How old is it? Is there any collector interest? Is it worth anything? (just out of curiosity, as looking at ebay listings seems to indicate not).

Sorry for the poor quality photo, I took it on my phone.










The dial text reads:

LIMIT OF SWITZERLAND

17 JEWELS INCABLOC

T SWISS MADE T

According to a google search, "Incabloc" is a shock protection mechanism.

Thanks for any info.


----------



## Thomasr (Oct 11, 2011)

limits dont tend to be worth much im afraid, they still 'make' watches nowadays but use chinese movements, this sort of age one should be using a swiss movement of good quality


----------



## PC-Magician (Apr 29, 2013)

Some crowns have more than one click position, first click to adjust the date and the second click position to adjust the time.

The Watch you have will have only one click position to adjust the time and date, so yes you have to take it through a full 24 hour period to advance the date.


----------



## harryblakes7 (Oct 1, 2010)

Hi and welcome to the forum :welcome:

Well to adjust the date you just need to activate the date mechanism, so advance the time to beyond midnight and allow the date to flick over, then wind the time back to 8pm, then wind forward again to midnight and it will flick over again :yes:


----------



## Falcon1991 (Sep 2, 2013)

Thanks for the replies

I thought that you shouldn't ever wind a mechanical clock or watch backwards as it would damage the movement.


----------



## PC-Magician (Apr 29, 2013)

Falcon1991 said:


> Thanks for the replies
> 
> I thought that you shouldn't ever wind a mechanical clock or watch backwards as it would damage the movement.


No damage will occur, I would be surprised if the quick date change method suggested would work but worth a try.


----------



## Julian Latham (Jul 25, 2005)

Limit has an interesting past. In the late 19th century the Hirst Brothers set up in business in Oldham, then a textile boom town, retailing jewellery, optical instruments and time pieces. In 1912 they registered the trade name 'Limit'. The company did not manufacture movements, using Revue Thommen movements and standard cases.

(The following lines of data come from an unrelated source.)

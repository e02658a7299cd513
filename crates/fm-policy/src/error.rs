use thiserror::Error;

use fm_inference::InferenceError;

/// Construction-time failures.  Evaluations themselves never fail; they
/// return `false` with a [`DecisionReason`](crate::DecisionReason).
#[derive(Debug, Error)]
pub enum PolicyError {
    #[error("unknown policy {0:?}")]
    UnknownPolicy(String),

    #[error(transparent)]
    Inference(#[from] InferenceError),
}

pub type PolicyResult<T> = Result<T, PolicyError>;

As well as retailing watches under their own trade name they supplied wholesale to the trade. Pocket watches were designated as Limit, Limit No.2, Limit No.2N.

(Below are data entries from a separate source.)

//! The nine features sent to the decision service.

use serde::{Deserialize, Serialize};

/// Wire value standing in for an absent distance.
pub const ABSENT_DISTANCE: f64 = -1.0;

/// Snapshot of one device at decision time.
///
/// Distances that cannot be computed (no local server, no other server) are
/// `None` here; the `-1` sentinel only exists in [`WireFeatures`].
#[derive(Clone, Debug, PartialEq)]
pub struct FeatureVector {
    pub pos_x:     f64,
    pub pos_y:     f64,
    /// Heading in degrees, `[0, 360)`.
    pub direction: f64,
    pub speed:     f64,
    pub distance_to_source_ap:      f64,
    pub distance_to_local_server:   Option<f64>,
    pub distance_to_closest_server: Option<f64>,
    pub is_mig_point: bool,
    pub is_mig_zone:  bool,
}

/// JSON body of an inference request.
#[derive(Clone, Debug, PartialEq, Serialize, Deserialize)]
#[serde(rename_all = "PascalCase")]
pub struct WireFeatures {
    pub pos_x:                        f64,
    pub pos_y:                        f64,
    pub direction:                    f64,
    pub speed:                        f64,
    pub distance_to_source_ap:        f64,
    pub distance_to_local_cloudlet:   f64,
    pub distance_to_closest_cloudlet: f64,
    pub is_mig_point:                 bool,
    pub is_mig_zone:                  bool,
}

impl From<&FeatureVector> for WireFeatures {
    fn from(f: &FeatureVector) -> Self {
        Self {
            pos_x: f.pos_x,
            pos_y: f.pos_y,
            direction: f.direction,
            speed: f.speed,
            distance_to_source_ap: f.distance_to_source_ap,
            distance_to_local_cloudlet: f.distance_to_local_server.unwrap_or(ABSENT_DISTANCE),
            distance_to_closest_cloudlet: f.distance_to_closest_server.unwrap_or(ABSENT_DISTANCE),
            is_mig_point: f.is_mig_point,
            is_mig_zone: f.is_mig_zone,
        }
    }
}

/// JSON body of an inference response.
#[derive(Debug, Deserialize)]
pub(crate) struct WireVerdict {
    #[serde(rename = "shouldMigrate")]
    pub should_migrate: bool,
}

Not quite sure how much assembling was done in Oldham but the company seems to have had a workforce of about 100.

The company was bought by Time Products in 1963 but continued at the Oldham site until 2002. Time Products switched from mechanical to quartz movements sourced in Asia. I do have a Limit International with a Unitas mechanical movement but can't find any information to pin down date of manufacture.

Ivan Hirst, a member of the founding family, has an interesting role in reviving VW in the aftermath of WWII.

I have a couple of Limit pocket watches and am impressed by their accuracy.

Julian (L)


----------



## Falcon1991 (Sep 2, 2013)

Thanks for the replies.

Can anyone say how old this particular watch is?


----------



## PC-Magician (Apr 29, 2013)

By the look of it I would say late sixties, its a nice Watch you should be pleased with it.


----------



## jackinbox99 (Aug 21, 2013)

This looks very similar to an Onsa Swiss watch my dad has, so I suspect this will be from around the same sort of time which is late 1950`s, possibly early 60`s.


----------